Many on here have written excellent diaries citing dozens of cases. Even as an attorney it is hard to keep up as there is so much legalese. I try to write (even in Court) in Plain English. I think the diarists have done a good job of that. I do not though know of any diary that gets into the historical significance of the Supreme Court's consideration of the Individual Mandate.
I wanted then to consolidate what I know of Constitutional Law and possibly provide an overview of why the Jurisprudence today is being cited, and why a decision could seriously undermine other possible programs and powers due the importance of the Commerce. Of Course it all depends on how any decision is written.
Note I am not a Constitutional Lawyer. I do enjoy it though, and was lucky enough to have an excellent professor, I hope then to the extent I am off someone can Correct me.
My first thought was as a political quagmire I thought that the SCOTUS would punt on this issue and find a jurisdictional problem or the like; I was personally surprised that the Court would take up this question.
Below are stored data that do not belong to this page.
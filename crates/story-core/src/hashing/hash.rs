//! Helpers de hash sobre BLAKE3.
//!
//! El algoritmo queda encapsulado acá para poder migrarlo sin tocar el resto
//! del motor. Todos los hashes del pipeline (contenido, upstream, versión de
//! prompt) pasan por estas dos funciones.

use blake3::Hasher;
use serde_json::{json, Value};

use super::to_canonical_json;
use crate::constants::ENGINE_VERSION;

/// Hashea un string y devuelve hex.
pub fn hash_str(input: &str) -> String {
    let mut h = Hasher::new();
    h.update(input.as_bytes());
    h.finalize().to_hex().to_string()
}

/// Hashea un JSON Value canonicalizándolo primero.
pub fn hash_value(v: &Value) -> String {
    hash_str(&to_canonical_json(v))
}

/// Fingerprint de los insumos de un paso: versión del engine, versión del
/// prompt y hashes de contenido de los padres ordenados lexicográficamente.
///
/// Es función determinista de sus argumentos: el orquestador la recalcula
/// para detectar staleness y debe coincidir con la registrada en el artifact.
pub fn upstream_hash(prompt_version: &str, parent_hashes: &[String]) -> String {
    let mut sorted = parent_hashes.to_vec();
    sorted.sort();
    hash_value(&json!({
        "engine_version": ENGINE_VERSION,
        "prompt_version": prompt_version,
        "parent_hashes": sorted,
    }))
}
//! Medición determinista de texto.
//!
//! Los validadores cuentan palabras y oraciones sobre el mismo texto que
//! produjo el LLM; estas funciones fijan una única forma de contar para que
//! validación y re-validación den siempre el mismo resultado.

/// Cuenta palabras separadas por whitespace.
pub fn word_count(text: &str) -> usize {
    text.split_whitespace().count()
}

/// Parte un texto en oraciones usando `.`, `!` y `?` como terminadores.
///
/// No intenta reconocer abreviaturas; el contrato de los prompts pide
/// oraciones simples sin puntos internos.
pub fn split_sentences(text: &str) -> Vec<String> {
    let mut sentences = Vec::new();
    let mut current = String::new();
    for ch in text.chars() {
        current.push(ch);
        if matches!(ch, '.' | '!' | '?') {
            let trimmed = current.trim();
            if !trimmed.is_empty() {
                sentences.push(trimmed.to_string());
            }
            current.clear();
        }
    }
    let tail = current.trim();
    if !tail.is_empty() {
        sentences.push(tail.to_string());
    }
    sentences
}

#[cfg(test)]
mod tests {
    use super::*;

    #[test]
    fn word_count_ignores_extra_whitespace() {
        assert_eq!(word_count("  a  detective   hunts a ghost "), 5);
        assert_eq!(word_count(""), 0);
    }

    #[test]
    fn split_sentences_handles_terminators_and_tail() {
        let s = split_sentences("One. Two! Three? Four");
        assert_eq!(s, vec!["One.", "Two!", "Three?", "Four"]);
    }

    #[test]
    fn split_sentences_empty_input() {
        assert!(split_sentences("   ").is_empty());
    }
}
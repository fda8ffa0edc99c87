//! Proveedores LLM de prueba y demostración.

mod flaky;
mod scripted;

pub use flaky::FlakyProvider;
pub use scripted::ScriptedProvider;
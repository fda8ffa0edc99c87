//! Paso 4: sinopsis de una página (cinco párrafos, uno por oración).

use once_cell::sync::Lazy;
use serde_json::Value;
use story_core::hashing::hash_str;
use story_core::{lenient_json, EngineError, ParsedPayload, PromptBundle, StepContext, StepDefinition, StepPlan,
                 ValidationReport};
use story_domain::{word_count, PageSynopsis, ParagraphSummary};

use super::util::{normalize, shape_issue, with_guidance};

/// Mínimo de palabras por párrafo.
pub const MIN_PARAGRAPH_WORDS: usize = 50;

const SYSTEM: &str = "You are a story development assistant. You expand each sentence of a summary paragraph into a \
                      full paragraph. Respond with a single JSON object and nothing else.";

const USER_TEMPLATE: &str = "Summary paragraph, sentence by sentence:\n{sentences}\n\nExpand each sentence into one \
                             paragraph of at least 50 words, keeping the disasters where they are. Respond with \
                             JSON:\n{\"paragraphs\": {\"1\": \"...\", \"2\": \"...\", \"3\": \"...\", \"4\": \
                             \"...\", \"5\": \"...\"}}";

static PROMPT_VERSION: Lazy<String> = Lazy::new(|| hash_str(&format!("{SYSTEM}\n{USER_TEMPLATE}")));

#[derive(Debug, Default)]
pub struct PageStep;

impl StepDefinition for PageStep {
    fn prompt_version(&self) -> &str {
        &PROMPT_VERSION
    }

    fn plan(&self, ctx: &StepContext) -> Result<StepPlan, EngineError> {
        let summary = ctx.parent_typed::<ParagraphSummary>(2)?;
        let sentences = summary.sentences
                               .iter()
                               .enumerate()
                               .map(|(i, s)| format!("{}. {s}", i + 1))
                               .collect::<Vec<_>>()
                               .join("\n");
        let user = USER_TEMPLATE.replace("{sentences}", &sentences);
        Ok(StepPlan::Single { prompt: PromptBundle { system: SYSTEM.to_string(),
                                                     user: with_guidance(user, ctx) } })
    }

    fn parse(&self, raw: &str) -> ParsedPayload {
        normalize::<PageSynopsis>(lenient_json(raw))
    }

    fn validate(&self, payload: &Value, _ctx: &StepContext) -> ValidationReport {
        let mut report = ValidationReport::ok();
        let Some(synopsis) = shape_issue::<PageSynopsis>(payload, &mut report, "one-page synopsis") else {
            return report;
        };
        for key in PageSynopsis::KEYS {
            match synopsis.paragraph(key) {
                None => report.push("missing_field",
                                    format!("paragraph {key} is missing"),
                                    format!("add paragraph {key}, expanding sentence {key} of the summary")),
                Some(text) => {
                    let words = word_count(text);
                    if words < MIN_PARAGRAPH_WORDS {
                        report.push("word_count",
                                    format!("paragraph {key} has {words} words, the minimum is {MIN_PARAGRAPH_WORDS}"),
                                    format!("expand paragraph {key} to at least {MIN_PARAGRAPH_WORDS} words"));
                    }
                }
            }
        }
        report
    }

    fn render_text(&self, payload: &Value) -> Option<String> {
        let synopsis: PageSynopsis = serde_json::from_value(payload.clone()).ok()?;
        Some(PageSynopsis::KEYS.iter()
                               .filter_map(|k| synopsis.paragraph(k))
                               .collect::<Vec<_>>()
                               .join("\n\n"))
    }
}
//! story-persistence: backends durables en filesystem.
//!
//! Implementa los traits de `story-core` sobre un árbol por proyecto:
//!
//! ```text
//! <root>/<project_id>/
//!   project.json
//!   initial_brief.json
//!   status.json
//!   events.log
//!   step_<i>_<name>.json
//!   step_<i>_<name>.txt
//!   snapshots/step_<i>_v<N>.json
//! ```
//!
//! Publicación atómica: temp file + fsync + rename + fsync del directorio.
//! El log de eventos es JSON-lines, append-only, con fsync por evento.

pub mod config;
pub mod error;
pub mod events;
pub mod fs;

pub use config::StoreConfig;
pub use error::PersistenceError;
pub use events::FsEventStore;
pub use fs::FsProjectStore;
I have commented about it, but I wanted to explain the history, and why, as while there have been outliers of SCOTUS interposing into political debate they have good reason not to (Bush v. Gore; Dred Scott)
I. Nonjusticiability of Political Questions
Intro- Courts shaping their own role in deciding what to hear
This is something Courts at every level do. Justices in the real world have to think of if they really want to take on the political and social establishment of a number of states and the political parties. Or if they want to be viewed as a Partisan body and lose the luster of how we view the SCOTUS (with almost unquestioned obeyance). They generally do not want that to change and make themselves irrelevant. They know that they could do so if they went too far with a given Executive and Legislature (see FDR discussion below). They do not want to be viewed as a Political Body. They sometimes utilize the "Political Doctrine" to basically punt on a "volatile" question.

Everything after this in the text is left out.